Des organisations établies au Ghana, au Kenya, au Lesotho, au Mozambique, au Nigeria et en Afrique du Sud disent qu’un certain nombre de pays d’Afrique privent aux femmes la possibilité de devenir des chefs sur la seule base de leur genre, que ce soit en termes de droit ou en pratique.
De même, un certain nombre de pays privent aux femmes l’égalité d’accès à l’héritage. Ces lois et pratiques discriminatoires ont tendance à avoir un plus grand impact sur les femmes rurales, ce qui les rend vulnérables à la pauvreté et renforce le statut secondaire des femmes vis-à-vis des hommes au sein de leurs communautés.

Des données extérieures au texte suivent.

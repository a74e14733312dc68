use super::*;
use crate::game::simulation::Collider;

fn params() -> PursuitParams {
    PursuitParams {
        speed: 10.0,
        neighbor_radius: 60.0,
        separation_radius: 40.0,
        separation_weight: 1.5,
        alignment_weight: 0.0,
    }
}

fn pursuer_body(id: u64, position: Vec2, velocity: Vec2) -> CollisionBody {
    let collider = Collider::circle(5.0).with_layers(layers::PURSUER, layers::ALL);
    let mut body = CollisionBody::new(Entity::from_bits(id), position, &collider);
    body.velocity = velocity;
    body
}

fn open_field() -> FlowField {
    let mut field = FlowField::new(50.0, 2);
    field.reset(Vec2::ZERO);
    field.regenerate();
    field
}

#[test]
fn test_outside_field_heads_straight_for_target() {
    let field = open_field();
    let grid = SpatialMap::new(64.0);
    let position = Vec2::new(1000.0, 0.0);

    let desired = desired_velocity(Entity::from_bits(1), position, Vec2::ZERO, &field, &grid, &params());

    assert!((desired - Vec2::new(-10.0, 0.0)).length() < 1e-4, "got {:?}", desired);
}

#[test]
fn test_follows_flow_around_obstacle() {
    let mut field = FlowField::new(50.0, 2);
    field.reset(Vec2::ZERO);
    field.block_cell(IVec2::new(1, 0));
    field.regenerate();
    let grid = SpatialMap::new(64.0);
    let position = Vec2::new(100.0, 0.0);

    let desired = desired_velocity(Entity::from_bits(1), position, Vec2::ZERO, &field, &grid, &params());

    let flow = field.direction_at(position).unwrap();
    assert!(flow.y != 0.0, "flow must detour around the blocked cell, got {:?}", flow);
    assert!((desired.normalize() - flow).length() < 1e-4);
}

#[test]
fn test_centre_cell_falls_back_to_direct_heading() {
    let field = open_field();
    let grid = SpatialMap::new(64.0);
    let position = Vec2::new(10.0, 10.0);

    let desired = desired_velocity(Entity::from_bits(1), position, Vec2::ZERO, &field, &grid, &params());

    assert!(desired.x < 0.0 && desired.y < 0.0, "got {:?}", desired);
    assert!((desired.length() - 10.0).abs() < 1e-4);
}

#[test]
fn test_separation_pushes_away_from_close_pursuer() {
    let field = open_field();
    let mut grid = SpatialMap::new(64.0);
    let me = Vec2::new(1000.0, 0.0);
    let crowd = Vec2::new(1000.0, 10.0);
    grid.insert(me, pursuer_body(1, me, Vec2::ZERO));
    grid.insert(crowd, pursuer_body(2, crowd, Vec2::ZERO));

    let desired = desired_velocity(Entity::from_bits(1), me, Vec2::ZERO, &field, &grid, &params());

    assert!(desired.y < 0.0, "should veer away from the neighbour above, got {:?}", desired);
    assert!(desired.x < 0.0, "should still head for the target, got {:?}", desired);
}

#[test]
fn test_non_pursuers_do_not_repel() {
    let field = open_field();
    let mut grid = SpatialMap::new(64.0);
    let me = Vec2::new(1000.0, 0.0);
    let wall = Vec2::new(1000.0, 10.0);
    grid.insert(me, pursuer_body(1, me, Vec2::ZERO));
    let scenery = Collider::circle(5.0).with_layers(layers::SCENERY, layers::ALL);
    grid.insert(wall, CollisionBody::new(Entity::from_bits(2), wall, &scenery));

    let desired = desired_velocity(Entity::from_bits(1), me, Vec2::ZERO, &field, &grid, &params());

    assert!(desired.y.abs() < 1e-4, "got {:?}", desired);
}

#[test]
fn test_alignment_bends_toward_neighbour_velocity() {
    let field = open_field();
    let mut grid = SpatialMap::new(64.0);
    let me = Vec2::new(1000.0, 0.0);
    let friend = Vec2::new(1050.0, 0.0);
    grid.insert(me, pursuer_body(1, me, Vec2::ZERO));
    grid.insert(friend, pursuer_body(2, friend, Vec2::new(0.0, 20.0)));
    let params = PursuitParams { separation_weight: 0.0, alignment_weight: 1.0, ..params() };

    let desired = desired_velocity(Entity::from_bits(1), me, Vec2::ZERO, &field, &grid, &params);

    assert!(desired.y > 0.0, "got {:?}", desired);
}
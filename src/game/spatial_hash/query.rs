use bevy::prelude::*;
use super::{CellKey, SpatialMap, NEIGHBORHOOD};

impl<T> SpatialMap<T> {
    /// Keys of the 3x3 block centered on `key`, in row order.
    pub fn neighborhood(key: CellKey) -> impl Iterator<Item = CellKey> {
        NEIGHBORHOOD.into_iter().map(move |offset| key + offset)
    }

    /// Visit every item in the cell containing `position` and its eight
    /// neighbours. Takes a shared lock on one cell at a time.
    pub fn for_each_near(&self, position: Vec2, mut f: impl FnMut(&T)) {
        for key in Self::neighborhood(self.key_of(position)) {
            if let Some(bucket) = self.read_cell(key) {
                bucket.iter().for_each(&mut f);
            }
        }
    }

    /// Items in the cell containing `position` and its eight neighbours.
    ///
    /// Populates `out` instead of allocating a new Vec. Clears `out` first.
    /// Results are candidates only; callers filter by actual distance.
    pub fn query_cell_and_neighbors(&self, position: Vec2, out: &mut Vec<T>)
    where
        T: Clone,
    {
        out.clear();
        self.for_each_near(position, |item| out.push(item.clone()));
    }
}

Ces formes de discrimination sont non seulement contraires aux lois nationales, mais aussi aux principes des droits de l’homme dans les traités internationaux auxquels ces pays ont volontairement accepté de respecter.
«Le temps est venu pour les gouvernements africains à éradiquer les lois et pratiques qui marginalisent les femmes dans l’accomplissement de ces rôles sur un pied d’égalité avec les hommes», explique Muluka Miti-Drummond, le Directeur Régional du centre d’Assistance juridique de l’Afrique orientale, l’une des organisations signataires.